Last Updated on September 20, 2021
Preteens may not be able to drive or see a PG-13 movie unaccompanied by an adult. However, they can still carry the world in their pockets in the form of a smartphone.
reporting, more than half of all kids own a phone by age 11. That’s more than ever, and the numbers seem to be on the rise. And though it can be tough to know when to buy your child a phone, you can’t deny the advantages.
What are some of the upshots of a kid having a phone? For one, it can act as a way to get in touch with your youngster—fast. That’s especially important for parents who worry about being available for their kids. It’s also a nice feeling for divorced moms and dads who like being able to text, call, and FaceTime at will.
Another benefit of giving a child a first phone is providing a gateway to technological comfort. Most kids already find technology fairly native. They’ve grown up around tech-empowered systems all their lives, right down to the family’s smart assistant. Having a phone allows them to continue adapting to the ever-changing digital world.

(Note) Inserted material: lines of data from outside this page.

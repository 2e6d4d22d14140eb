//! Request types passed to generators.

use serde::{Deserialize, Serialize};
use storyreel_core::LatentStory;

/// Ask a [`StoryWriter`](crate::StoryWriter) for more shots.
///
/// # Examples
///
/// ```
/// use storyreel_interface::ExtendStoryRequest;
///
/// let req = ExtendStoryRequest::builder()
///     .prompt("a cat explores the moon")
///     .nb_shots(4u32)
///     .build()
///     .unwrap();
///
/// assert_eq!(*req.nb_shots(), 4);
/// assert!(req.latent_story().is_empty());
/// ```
#[derive(
    Debug,
    Clone,
    PartialEq,
    Eq,
    Serialize,
    Deserialize,
    derive_builder::Builder,
    derive_getters::Getters,
)]
#[builder(setter(into))]
pub struct ExtendStoryRequest {
    /// What the continuation should be about
    prompt: String,
    /// The story so far, one entry per shot
    #[builder(default)]
    latent_story: Vec<LatentStory>,
    /// How many shots to write
    #[builder(default = "4")]
    nb_shots: u32,
    /// Prefer a faster, cheaper model
    #[builder(default)]
    turbo: bool,
}

impl ExtendStoryRequest {
    /// Creates a new request builder.
    pub fn builder() -> ExtendStoryRequestBuilder {
        ExtendStoryRequestBuilder::default()
    }
}

/// Ask a [`StoryWriter`](crate::StoryWriter) for sound or music prompts.
#[derive(
    Debug,
    Clone,
    PartialEq,
    Eq,
    Serialize,
    Deserialize,
    derive_builder::Builder,
    derive_getters::Getters,
)]
#[builder(setter(into))]
pub struct AudioPromptRequest {
    /// The story prompt
    prompt: String,
    /// The story to score
    #[builder(default)]
    latent_story: Vec<LatentStory>,
    /// Prefer a faster, cheaper model
    #[builder(default)]
    turbo: bool,
}

impl AudioPromptRequest {
    /// Creates a new request builder.
    pub fn builder() -> AudioPromptRequestBuilder {
        AudioPromptRequestBuilder::default()
    }
}

/// Ask a [`StoryboardRenderer`](crate::StoryboardRenderer) for one image.
#[derive(
    Debug,
    Clone,
    PartialEq,
    Eq,
    Serialize,
    Deserialize,
    derive_builder::Builder,
    derive_getters::Getters,
)]
#[builder(setter(into))]
pub struct StoryboardRequest {
    /// Positive image prompt
    prompt: String,
    /// Reference image of the main entity, for identity-preserving renders
    #[builder(default)]
    identity_image: Option<String>,
    /// Image width in pixels
    #[builder(default = "1024")]
    width: u32,
    /// Image height in pixels
    #[builder(default = "576")]
    height: u32,
    /// Use the fast rendering path
    #[builder(default)]
    turbo: bool,
}

impl StoryboardRequest {
    /// Creates a new request builder.
    pub fn builder() -> StoryboardRequestBuilder {
        StoryboardRequestBuilder::default()
    }
}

Finally, phones can be highly useful for doing schoolwork. During the pandemic, schools across the country moved online. As a result, plenty of students logged into classrooms virtually from devices including smartphones.
This isn’t to suggest that you should run out and grab a cellphone for your preteen, though. Every child is different, which means you need to evaluate when the timing is right. Below are some ways to gauge when you feel you’re ready to have “the phone conversation” with your kiddo.
1. Your child is involved in multiple extracurricular activities.
Now that Covid-related restrictions have been lifted across the country, many kids are back into sports and hobbies. This means your child may be running around after school from day to day. Even if you keep a strict calendar, you might miss a practice or forget a pick-up.
You don’t have to go all-out, though, and buy a top-line phone device. All you need is a way to communicate in real-time. has made headlines by offering phones that allow contact without access to the Internet or app store. Consequently, you can keep up with your kids (and vice versa) without worrying that they’ll be nosing around the web.
2. Your child will be responsible with a high-tech device.
Real phones aren’t toys. They’re expensive pieces of machinery that deserve to be treated carefully. True, even adults break phone screens once in a while. Yet kids can be even harder on their phones and tech products.
Only give your kid a phone after making sure that the phone will be pampered. Do yourself a favor, too, and invest in the you can find. Durable ones might not be flashy, and they’ll probably seem pricey. Nevertheless, it costs much less to pay for a solid phone case upfront than to replace a phone.
3. Your child can resist peer pressure.
Peer pressure is real and it affects even the most confident-seeming preteen. Never assume that your child won’t be tempted to create a “finsta” account or talk to strangers online. Instead, have plenty of discussions about safe cell phone use before ever purchasing a phone.
Don’t be surprised if your child finds your discussions annoying or frustrating. Most young people don’t want to be lectured to. (You probably didn’t, either, at that age.) But a child who can’t even sit still for a conversation about staying secure online isn’t ready for a phone, anyway. Expect to have plenty of talks before giving the go-ahead.
4. Your child isn’t just trying to keep up with friends.
“I need a phone because everyone else has one!” You’ll probably hear this over and over, especially if you’re the last parent to wait to buy a child’s phone. Nonetheless, treat this declaration as a warning. Kids who only want a phone because they see other kids with a phone probably aren’t ready to assume responsibility for it.
When your child begins to beg for a phone in late elementary or early middle school, stay open to listening. Ask questions like, “Why does he have a phone? How does she use her phone?” to understand the situation better. Usually, kids who aren’t quite old enough for phones can’t answer you. In that case, you’ll know that your child just wants to feel part of the crowd.
5. Your child follows your house rules.
This is an essential “must-have” before ordering your child a phone. Kids who constantly misbehave or resist rules shouldn’t have phones. After all, if you can’t count on your son or daughter to not talk back or clean a bedroom, you won’t get much phone compliance.
On the other hand, let’s say that your kid has matured considerably over the past year. Under those circumstances, you might feel comfortable buying a first phone. Again, you don’t have to purchase the most expensive product you can find. But a basic smartphone could be the right decision.
6. You can afford to have another bill.
You know from experience that phones cost money. You can expect to get a monthly bill for any phone you buy for your preteen. Therefore, look at your budget carefully. Can you absorb extra monthly fees?
If you realize that you’re not able to buy a smartphone, you may want to talk to your child. Maybe he or she could help neighbors or babysit a cousin. The money that’s saved could go into a future phone account. It never hurts to ask your child to put a little “skin in the game.” Plus, you’ll show your youngster that you feel the timing’s right, even if the money’s tight.
Ultimately, there’s no right or wrong time to get your child a smartphone. Use your judgment based on what you know about your kiddo. Just make sure you remain watchful and ready to pull the plug temporarily in the case of device misuse or mishandling.